### Directions for this task
What is needed is the number of lines below that contain the word "location", with no other output.
====== Dataset extract ======
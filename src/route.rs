//! Route lookup boundary.
//!
//! Distance and duration between two location identifiers come from an
//! external, potentially slow and potentially failing service. Lookups for a
//! queue are fanned out with bounded concurrency, each one bounded by a
//! timeout; a failed lookup only affects its own shipment.

use std::collections::HashMap;
use std::future::Future;
use std::path::Path;
use std::time::Duration;

use futures::stream::{self, StreamExt};
use serde::{Deserialize, Serialize};
use tracing::{debug, warn};
use utoipa::ToSchema;

use crate::model::{Shipment, ShipmentId};

/// Distance and driving time of one route.
#[derive(Clone, Copy, Debug, PartialEq, Serialize, Deserialize, ToSchema)]
pub struct RouteInfo {
    pub distance_miles: f64,
    pub duration_hours: f64,
}

impl RouteInfo {
    /// Rejects negative or non-finite figures.
    pub fn validated(self) -> Result<Self, RouteError> {
        let valid = |v: f64| v.is_finite() && v >= 0.0;
        if valid(self.distance_miles) && valid(self.duration_hours) {
            Ok(self)
        } else {
            Err(RouteError::Malformed(format!(
                "distance {} mi / duration {} h",
                self.distance_miles, self.duration_hours
            )))
        }
    }
}

/// Why a route lookup produced no usable result.
#[derive(Debug, Clone, PartialEq, thiserror::Error)]
pub enum RouteError {
    #[error("route service unreachable: {0}")]
    Unreachable(String),
    #[error("route lookup timed out after {0:?}")]
    Timeout(Duration),
    #[error("route service returned malformed data: {0}")]
    Malformed(String),
    #[error("no route between '{origin}' and '{destination}'")]
    NotFound { origin: String, destination: String },
}

impl RouteError {
    pub fn code(&self) -> &'static str {
        match self {
            RouteError::Unreachable(_) => "unreachable",
            RouteError::Timeout(_) => "timeout",
            RouteError::Malformed(_) => "malformed",
            RouteError::NotFound { .. } => "not_found",
        }
    }
}

/// Source of route distances and durations.
pub trait RouteProvider: Send + Sync {
    fn lookup_route(
        &self,
        origin: &str,
        destination: &str,
    ) -> impl Future<Output = Result<RouteInfo, RouteError>> + Send;
}

/// Fan-out parameters for [`lookup_routes`].
#[derive(Clone, Copy, Debug, PartialEq)]
pub struct LookupOptions {
    /// Upper bound for each individual lookup.
    pub timeout: Duration,
    /// Maximum number of lookups in flight.
    pub concurrency: usize,
}

impl LookupOptions {
    pub const DEFAULT_TIMEOUT: Duration = Duration::from_secs(5);
    pub const DEFAULT_CONCURRENCY: usize = 4;
}

impl Default for LookupOptions {
    fn default() -> Self {
        Self {
            timeout: Self::DEFAULT_TIMEOUT,
            concurrency: Self::DEFAULT_CONCURRENCY,
        }
    }
}

/// Looks up the route of every shipment.
///
/// Lookups run concurrently, at most `options.concurrency` at a time, and each
/// is dropped (cancelled) once it exceeds `options.timeout`. Completion order
/// is unspecified; the map is keyed by shipment id.
pub async fn lookup_routes<P: RouteProvider>(
    provider: &P,
    shipments: &[Shipment],
    options: LookupOptions,
) -> HashMap<ShipmentId, Result<RouteInfo, RouteError>> {
    let lookups: Vec<_> = shipments
        .iter()
        .map(|shipment| lookup_one(provider, shipment, options.timeout))
        .collect();
    stream::iter(lookups)
        .buffer_unordered(options.concurrency.max(1))
        .collect()
        .await
}

async fn lookup_one<P: RouteProvider>(
    provider: &P,
    shipment: &Shipment,
    timeout: Duration,
) -> (ShipmentId, Result<RouteInfo, RouteError>) {
    let outcome = tokio::time::timeout(
        timeout,
        provider.lookup_route(&shipment.origin, &shipment.destination),
    )
    .await
    .unwrap_or(Err(RouteError::Timeout(timeout)))
    .and_then(RouteInfo::validated);

    match &outcome {
        Ok(route) => debug!(
            id = shipment.id,
            miles = route.distance_miles,
            hours = route.duration_hours,
            "route resolved"
        ),
        Err(err) => warn!(
            id = shipment.id,
            origin = %shipment.origin,
            destination = %shipment.destination,
            "route lookup failed: {err}"
        ),
    }
    (shipment.id, outcome)
}

/// One entry of a route table file.
#[derive(Clone, Debug, Serialize, Deserialize)]
pub struct RouteTableEntry {
    pub origin: String,
    pub destination: String,
    pub distance_miles: f64,
    pub duration_hours: f64,
}

/// Error while loading a route table file.
#[derive(Debug, thiserror::Error)]
pub enum RouteTableError {
    #[error("could not read route table: {0}")]
    Io(#[from] std::io::Error),
    #[error("could not parse route table: {0}")]
    Parse(#[from] serde_json::Error),
}

/// In-memory table of known routes.
///
/// Lookups are symmetric: a route from A to B also answers B to A.
#[derive(Clone, Debug, Default)]
pub struct StaticRouteTable {
    routes: HashMap<(String, String), RouteInfo>,
}

impl StaticRouteTable {
    pub fn new() -> Self {
        Self::default()
    }

    pub fn with_route(
        mut self,
        origin: impl Into<String>,
        destination: impl Into<String>,
        route: RouteInfo,
    ) -> Self {
        self.insert(origin, destination, route);
        self
    }

    pub fn insert(
        &mut self,
        origin: impl Into<String>,
        destination: impl Into<String>,
        route: RouteInfo,
    ) {
        self.routes
            .insert((normalize(&origin.into()), normalize(&destination.into())), route);
    }

    /// Builds a table from a JSON array of [`RouteTableEntry`].
    pub fn from_json(raw: &str) -> Result<Self, RouteTableError> {
        let entries: Vec<RouteTableEntry> = serde_json::from_str(raw)?;
        let mut table = Self::new();
        for entry in entries {
            table.insert(
                entry.origin,
                entry.destination,
                RouteInfo {
                    distance_miles: entry.distance_miles,
                    duration_hours: entry.duration_hours,
                },
            );
        }
        Ok(table)
    }

    pub fn load(path: &Path) -> Result<Self, RouteTableError> {
        let raw = std::fs::read_to_string(path)?;
        Self::from_json(&raw)
    }

    pub fn len(&self) -> usize {
        self.routes.len()
    }

    pub fn is_empty(&self) -> bool {
        self.routes.is_empty()
    }

    fn get(&self, origin: &str, destination: &str) -> Option<RouteInfo> {
        let origin = normalize(origin);
        let destination = normalize(destination);
        self.routes
            .get(&(origin.clone(), destination.clone()))
            .or_else(|| self.routes.get(&(destination, origin)))
            .copied()
    }
}

fn normalize(location: &str) -> String {
    location.trim().to_lowercase()
}

impl RouteProvider for StaticRouteTable {
    async fn lookup_route(&self, origin: &str, destination: &str) -> Result<RouteInfo, RouteError> {
        self.get(origin, destination)
            .ok_or_else(|| RouteError::NotFound {
                origin: origin.to_string(),
                destination: destination.to_string(),
            })
    }
}

/// Route service reached over HTTP.
///
/// Issues `GET {endpoint}?origin=..&destination=..` and expects a JSON body
/// `{"distance_miles": f64, "duration_hours": f64}`.
#[derive(Clone, Debug)]
pub struct HttpRouteProvider {
    client: reqwest::Client,
    endpoint: String,
}

impl HttpRouteProvider {
    pub fn new(endpoint: impl Into<String>, timeout: Duration) -> Result<Self, RouteError> {
        let client = reqwest::Client::builder()
            .timeout(timeout)
            .user_agent(user_agent())
            .build()
            .map_err(|err| RouteError::Unreachable(err.to_string()))?;
        Ok(Self {
            client,
            endpoint: endpoint.into(),
        })
    }

    pub fn endpoint(&self) -> &str {
        &self.endpoint
    }
}

fn user_agent() -> String {
    let version = env!("CARGO_PKG_VERSION");
    format!("load-planner/{version}")
}

impl RouteProvider for HttpRouteProvider {
    async fn lookup_route(&self, origin: &str, destination: &str) -> Result<RouteInfo, RouteError> {
        let response = self
            .client
            .get(&self.endpoint)
            .query(&[("origin", origin), ("destination", destination)])
            .send()
            .await
            .map_err(|err| RouteError::Unreachable(err.to_string()))?;

        let status = response.status();
        if status == reqwest::StatusCode::NOT_FOUND {
            return Err(RouteError::NotFound {
                origin: origin.to_string(),
                destination: destination.to_string(),
            });
        }
        if !status.is_success() {
            return Err(RouteError::Unreachable(format!("HTTP {status}")));
        }

        response
            .json::<RouteInfo>()
            .await
            .map_err(|err| RouteError::Malformed(err.to_string()))
    }
}

/// Route provider selected by the service configuration.
#[derive(Clone, Debug)]
pub enum RouteBackend {
    Http(HttpRouteProvider),
    Table(StaticRouteTable),
    /// No provider configured; every lookup fails and degrades to the fallback.
    Disabled,
}

impl RouteBackend {
    pub fn describe(&self) -> String {
        match self {
            RouteBackend::Http(provider) => format!("http ({})", provider.endpoint()),
            RouteBackend::Table(table) => format!("route table ({} routes)", table.len()),
            RouteBackend::Disabled => "disabled".to_string(),
        }
    }
}

impl RouteProvider for RouteBackend {
    async fn lookup_route(&self, origin: &str, destination: &str) -> Result<RouteInfo, RouteError> {
        match self {
            RouteBackend::Http(provider) => provider.lookup_route(origin, destination).await,
            RouteBackend::Table(table) => table.lookup_route(origin, destination).await,
            RouteBackend::Disabled => Err(RouteError::Unreachable(
                "no route provider configured".to_string(),
            )),
        }
    }
}

#[cfg(test)]
mod tests {
    use super::*;
    use std::sync::atomic::{AtomicUsize, Ordering};

    fn route(miles: f64, hours: f64) -> RouteInfo {
        RouteInfo {
            distance_miles: miles,
            duration_hours: hours,
        }
    }

    fn shipment(id: ShipmentId, origin: &str, destination: &str) -> Shipment {
        Shipment::new(id, (4.0, 4.0, 4.0), 100.0)
            .unwrap()
            .with_route(origin, destination)
    }

    /// Answers after a delay; `"stuck"` never answers in time.
    struct SlowProvider {
        in_flight: AtomicUsize,
        peak: AtomicUsize,
    }

    impl SlowProvider {
        fn new() -> Self {
            Self {
                in_flight: AtomicUsize::new(0),
                peak: AtomicUsize::new(0),
            }
        }
    }

    impl RouteProvider for SlowProvider {
        async fn lookup_route(
            &self,
            origin: &str,
            _destination: &str,
        ) -> Result<RouteInfo, RouteError> {
            let now = self.in_flight.fetch_add(1, Ordering::SeqCst) + 1;
            self.peak.fetch_max(now, Ordering::SeqCst);
            let delay = if origin == "stuck" { 3_600 } else { 1 };
            tokio::time::sleep(Duration::from_secs(delay)).await;
            self.in_flight.fetch_sub(1, Ordering::SeqCst);
            Ok(route(100.0, 2.0))
        }
    }

    #[tokio::test]
    async fn table_lookup_is_symmetric_and_case_insensitive() {
        let table = StaticRouteTable::new().with_route("Dallas, TX", "Houston, TX", route(239.0, 3.6));

        assert_eq!(
            table.lookup_route("dallas, tx", "Houston, TX").await,
            Ok(route(239.0, 3.6))
        );
        assert_eq!(
            table.lookup_route("Houston, TX", " Dallas, TX ").await,
            Ok(route(239.0, 3.6))
        );
        assert!(matches!(
            table.lookup_route("Dallas, TX", "Austin, TX").await,
            Err(RouteError::NotFound { .. })
        ));
    }

    #[test]
    fn table_parses_json_entries() {
        let raw = r#"[
            {"origin": "A", "destination": "B", "distance_miles": 10.0, "duration_hours": 0.5},
            {"origin": "B", "destination": "C", "distance_miles": 20.0, "duration_hours": 1.0}
        ]"#;
        let table = StaticRouteTable::from_json(raw).expect("valid table");
        assert_eq!(table.len(), 2);
        assert!(StaticRouteTable::from_json("{").is_err());
    }

    #[test]
    fn malformed_routes_are_rejected() {
        assert!(route(10.0, 1.0).validated().is_ok());
        assert!(matches!(
            route(-1.0, 1.0).validated(),
            Err(RouteError::Malformed(_))
        ));
        assert!(route(10.0, f64::NAN).validated().is_err());
    }

    #[tokio::test(start_paused = true)]
    async fn timed_out_lookups_do_not_block_the_rest() {
        let provider = SlowProvider::new();
        let shipments = [
            shipment(1, "a", "b"),
            shipment(2, "stuck", "b"),
            shipment(3, "c", "d"),
        ];
        let options = LookupOptions {
            timeout: Duration::from_secs(5),
            concurrency: 3,
        };

        let results = lookup_routes(&provider, &shipments, options).await;

        assert_eq!(results.len(), 3);
        assert_eq!(results[&1], Ok(route(100.0, 2.0)));
        assert_eq!(results[&2], Err(RouteError::Timeout(Duration::from_secs(5))));
        assert_eq!(results[&3], Ok(route(100.0, 2.0)));
    }

    #[tokio::test(start_paused = true)]
    async fn fan_out_respects_concurrency_limit() {
        let provider = SlowProvider::new();
        let shipments: Vec<_> = (0..10).map(|id| shipment(id, "a", "b")).collect();
        let options = LookupOptions {
            timeout: Duration::from_secs(5),
            concurrency: 2,
        };

        let results = lookup_routes(&provider, &shipments, options).await;

        assert_eq!(results.len(), 10);
        assert!(results.values().all(Result::is_ok));
        assert_eq!(provider.peak.load(Ordering::SeqCst), 2);
    }

    #[tokio::test]
    async fn disabled_backend_always_fails() {
        let backend = RouteBackend::Disabled;
        assert!(matches!(
            backend.lookup_route("a", "b").await,
            Err(RouteError::Unreachable(_))
        ));
        assert_eq!(backend.describe(), "disabled");
    }
}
======
### Written solution
3